[UBSAN] Array index out of bounds in RecoPixelVertexing/PixelTriplets/plugins/CAHitNtupletGeneratorKernels.cc
Compilation of RecoPixelVertexing/PixelTriplets failed in UBSAN:
>> Building edm plugin tmp/el8_amd64_gcc11/src/RecoPixelVertexing/PixelTriplets/plugins/RecoPixelVertexingPixelTripletsPlugins/libRecoPixelVertexingPixelTripletsPlugins.so
(...)
.../src/RecoPixelVertexing/PixelTriplets/plugins/CAHitNtupletGeneratorKernels.cc: In member function 'launchKernels':
.../src/HeterogeneousCore/CUDAUtilities/interface/FlexiStorage.h:14:50: error: array subscript 262143 is above array bounds of 'unsigned int[32769]' [-Werror=array-bounds]
14 | constexpr I& operator[](int i) { return m_v[i]; }
| ^
.../src/HeterogeneousCore/CUDAUtilities/interface/FlexiStorage.h:21:9: note: while referencing 'm_v'
21 | I m_v[S];
| ^
.../src/HeterogeneousCore/CUDAUtilities/interface/FlexiStorage.h:14:50: error: array subscript 262144 is above array bounds of 'unsigned int[32769]' [-Werror=array-bounds]
14 | constexpr I& operator[](int i) { return m_v[i]; }
| ^
.../src/HeterogeneousCore/CUDAUtilities/interface/FlexiStorage.h:21:9: note: while referencing 'm_v'
21 | I m_v[S];
| ^
lto1: some warnings being treated as errors
Full log: link
A new Issue was created by @iarspider .
@Dr15Jones, @perrotta, @dpiparo, @rappoccio, @makortel, @smuzaffar can you please review it and eventually sign/assign? Thanks.

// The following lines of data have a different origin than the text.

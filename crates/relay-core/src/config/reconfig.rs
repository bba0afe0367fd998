//! Reconfiguration Engine (§4.7): diffs the live relay set against a newly
//! applied [`Config`] and converges with minimal disruption — relays whose
//! desired parameters changed are updated in place, relays no longer desired
//! are closed, and relays newly named are started. Re-applying an unchanged
//! configuration performs zero relay churn (§8). Also propagates burst size
//! and keepalive changes into already-running relays in place, and filters
//! the pending scheduled-restart deque to match.

use std::collections::HashMap;
use std::sync::Arc;

use super::Config;
use crate::handlers::{ActiveHandlers, HandlerRegistry};
use crate::relay::{http, udp};
use crate::relay::{RelayHandle, RelayKey, ServerRegistry};
use crate::relay::{RelayUrl, Scheme};

/// Effective per-relay values, inherited/overridden from mount and root
/// config defaults (§4.7 step 2).
#[derive(Debug, Clone, PartialEq)]
struct DesiredRelay {
    burst_bytes: usize,
    keepalive_secs: Option<u64>,
    on_demand: bool,
    max_queue_size: Option<usize>,
    net_resolve_all: bool,
}

/// `(source url, mount path)` — the identity the reconfiguration engine
/// diffs desired relays on, before DNS fan-out splits it into one or more
/// [`RelayKey`]s (§4.7 `configure_relays`).
type DesiredIndex = HashMap<(String, String), DesiredRelay>;

/// Owns the compile-time handler registry and drives convergence of the live
/// relay set against newly applied configuration.
pub struct ReconfigurationEngine {
    registry: Arc<ServerRegistry>,
    handler_registry: HandlerRegistry,
}

impl ReconfigurationEngine {
    #[must_use]
    pub fn new(registry: Arc<ServerRegistry>) -> Arc<Self> {
        Arc::new(Self {
            registry,
            handler_registry: HandlerRegistry::builtin(),
        })
    }

    /// Applies `config`, closing `previous` handlers (if any) before
    /// constructing the new set (§4.7 step 1), then converges the relay set
    /// in place (steps 2-6). Returns the freshly built handlers for the
    /// caller to swap into its `AppState`.
    pub async fn apply(
        &self,
        config: &Config,
        previous: Option<ActiveHandlers>,
    ) -> Result<ActiveHandlers, crate::error::RelayError> {
        if let Some(old) = previous {
            old.close();
        }
        let handlers = self.handler_registry.build(config)?;

        let desired = desired_index(config);

        // Step 3 + 4: snapshot every running relay, update in place or close.
        for key in self.registry.running_relay_keys() {
            let Some(handle) = self.registry.get_relay(&key) else {
                continue;
            };
            let lookup = (key.url.clone(), key.path.clone());
            match desired.get(&lookup) {
                Some(d) => handle.reconfigure(d.burst_bytes, d.keepalive_secs),
                None => {
                    handle.close();
                    self.registry.remove_relay(&key);
                }
            }
        }

        // Step 5: drop pending-restart entries for relays no longer desired.
        self.registry.retain_pending_restarts(|key| {
            desired.contains_key(&(key.url.clone(), key.path.clone()))
        });

        // Step 6: start anything desired that isn't already running, reading
        // a fresh view of the registry so step 4's survivors aren't re-added.
        self.configure_relays(&desired).await;

        Ok(handlers)
    }

    /// Respawns the relay task for a due restart-queue entry (§4.1's "run
    /// due callbacks", realized here since the UDP variant is the one that
    /// actually enqueues restarts rather than retrying in its own loop).
    /// A handle whose cancellation token already fired was closed by a
    /// reconfiguration in the meantime; drop it instead of restarting.
    pub async fn restart(&self, key: &RelayKey) {
        let Some(handle) = self.registry.get_relay(key) else {
            return;
        };
        if handle.is_closed() {
            self.registry.remove_relay(key);
            return;
        }
        let registry = Arc::clone(&self.registry);
        match RelayUrl::parse(&key.url) {
            Ok(url) if matches!(url.scheme, Scheme::Udp | Scheme::Multicast) => {
                log::info!("[Reconfig] restarting UDP relay {} -> {}", key.url, key.path);
                tokio::spawn(udp::run_udp_relay(handle, registry));
            }
            Ok(_) => {
                log::info!("[Reconfig] restarting HTTP relay {} -> {}", key.url, key.path);
                tokio::spawn(http::run_http_relay(handle, registry));
            }
            Err(e) => log::warn!("[Reconfig] cannot restart {}: {}", key.url, e),
        }
    }

    async fn configure_relays(&self, desired: &DesiredIndex) {
        for ((url, path), d) in desired {
            let parsed = match RelayUrl::parse(url) {
                Ok(u) => u,
                Err(e) => {
                    log::warn!("[Reconfig] skipping unparseable relay url {url:?}: {e}");
                    continue;
                }
            };

            match parsed.scheme {
                Scheme::Udp | Scheme::Multicast => {
                    self.start_if_missing(
                        RelayKey {
                            url: url.clone(),
                            path: path.clone(),
                            addr: None,
                        },
                        d,
                        false,
                    );
                }
                Scheme::Http if d.net_resolve_all => {
                    match tokio::net::lookup_host((parsed.host.as_str(), parsed.port)).await {
                        Ok(addrs) => {
                            for addr in addrs {
                                self.start_if_missing(
                                    RelayKey {
                                        url: url.clone(),
                                        path: path.clone(),
                                        addr: Some(addr),
                                    },
                                    d,
                                    true,
                                );
                            }
                        }
                        Err(e) => log::warn!(
                            "[Reconfig] net_resolve_all lookup failed for {}:{}: {}",
                            parsed.host,
                            parsed.port,
                            e
                        ),
                    }
                }
                Scheme::Http => {
                    self.start_if_missing(
                        RelayKey {
                            url: url.clone(),
                            path: path.clone(),
                            addr: None,
                        },
                        d,
                        true,
                    );
                }
            }
        }
    }

    /// Starts a relay task for `key` unless one is already running under that
    /// exact key (§4.7 `configure_relays`: "against a fresh read of the
    /// now-current live index").
    fn start_if_missing(&self, key: RelayKey, d: &DesiredRelay, is_http: bool) {
        if self.registry.get_relay(&key).is_some() {
            return;
        }
        let handle = RelayHandle::new(
            key.clone(),
            d.burst_bytes,
            d.keepalive_secs,
            d.on_demand,
            d.max_queue_size,
        );
        self.registry.insert_relay(Arc::clone(&handle));
        let registry = Arc::clone(&self.registry);
        log::info!("[Reconfig] starting relay {} -> {}", key.url, key.path);
        if is_http {
            tokio::spawn(http::run_http_relay(handle, registry));
        } else {
            tokio::spawn(udp::run_udp_relay(handle, registry));
        }
    }
}

fn desired_index(config: &Config) -> DesiredIndex {
    let mut index = HashMap::new();
    for mount in &config.mounts {
        for url in &mount.source_urls {
            index.insert(
                (url.clone(), mount.path.clone()),
                DesiredRelay {
                    burst_bytes: mount.effective_burst_size(config),
                    keepalive_secs: mount.effective_keepalive(config),
                    on_demand: mount.effective_on_demand(config),
                    max_queue_size: mount.effective_max_queue_size(config),
                    net_resolve_all: mount.effective_net_resolve_all(config),
                },
            );
        }
    }
    index
}

#[cfg(test)]
mod tests {
    use super::*;
    use crate::config::MountConfig;
    use std::time::Duration;

    fn config_with_one_udp_mount() -> Config {
        Config {
            mounts: vec![MountConfig {
                path: "/live.ts".into(),
                source_urls: vec!["udp://239.0.0.1:5000".into()],
                ..MountConfig::default()
            }],
            burst_size: 1024,
            ..Config::default()
        }
    }

    #[tokio::test]
    async fn applying_same_config_twice_starts_the_relay_exactly_once() {
        let registry = ServerRegistry::new(None);
        let engine = ReconfigurationEngine::new(Arc::clone(&registry));
        let config = config_with_one_udp_mount();

        let handlers = engine.apply(&config, None).await.unwrap();
        tokio::time::sleep(Duration::from_millis(5)).await;
        assert_eq!(registry.relay_count(), 1);

        let _handlers = engine.apply(&config, Some(handlers)).await.unwrap();
        tokio::time::sleep(Duration::from_millis(5)).await;
        assert_eq!(registry.relay_count(), 1);
    }

    #[tokio::test]
    async fn removing_a_mount_closes_its_relay() {
        let registry = ServerRegistry::new(None);
        let engine = ReconfigurationEngine::new(Arc::clone(&registry));
        let config = config_with_one_udp_mount();
        let handlers = engine.apply(&config, None).await.unwrap();
        tokio::time::sleep(Duration::from_millis(5)).await;
        assert_eq!(registry.relay_count(), 1);

        let empty = Config::default();
        engine.apply(&empty, Some(handlers)).await.unwrap();
        assert_eq!(registry.relay_count(), 0);
    }

    #[tokio::test]
    async fn reconfiguring_burst_size_updates_relay_in_place_without_restart() {
        let registry = ServerRegistry::new(None);
        let engine = ReconfigurationEngine::new(Arc::clone(&registry));
        let config = config_with_one_udp_mount();
        let handlers = engine.apply(&config, None).await.unwrap();
        tokio::time::sleep(Duration::from_millis(5)).await;

        let key = registry.running_relay_keys().into_iter().next().unwrap();
        let handle_before = registry.get_relay(&key).unwrap();

        let mut updated = config.clone();
        updated.burst_size = 4096;
        engine.apply(&updated, Some(handlers)).await.unwrap();

        let handle_after = registry.get_relay(&key).unwrap();
        assert!(Arc::ptr_eq(&handle_before, &handle_after));
        assert_eq!(handle_after.burst_bytes(), 4096);
    }

    #[test]
    fn unknown_auth_handler_name_surfaces_as_a_configuration_error() {
        let registry = ServerRegistry::new(None);
        let engine = HandlerRegistry::builtin();
        let config = Config {
            auth: vec![crate::config::HandlerConfig {
                handler: "auth.nonexistent".into(),
                options: serde_yaml::Mapping::new(),
            }],
            ..Config::default()
        };
        assert!(engine.build(&config).is_err());
        let _ = registry;
    }
}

cms-bot commands are listed here
assign reconstruction, heterogeneous
New categories assigned: heterogeneous,reconstruction
@mandrenguyen,@fwyzard,@clacaputo,@makortel you have been requested to review this Pull request/Issue and eventually sign? Thanks
The function in question is this one https://github.com/cms-sw/cmssw/blob/3d761d84ee43f5ab61cf104d5081e09b074159b1/RecoPixelVertexing/PixelTriplets/plugins/CAHitNtupletGeneratorKernels.cc#L79-L141 The compiler error message is not very helpful to point further, partially because of the heavy inlining.
@VinInn Would the numbers 32769 and 26214[34] ring any bell towards narrowing down the code causing the warning?
Tagging also @AdrianoDee because he touched some of the involved data structures recently
32768 is the max number of tuples for Phase1 (here).
And 262144 for Phase2 (here).
Thanks @AdrianoDee. So if we believe the compiler's error message, it would look like somewhere a Phase1 data structure would be accessed in a loop over pixelTopology::Phase2::maxNumberOfTuples elements. Any ideas where such pattern might occur?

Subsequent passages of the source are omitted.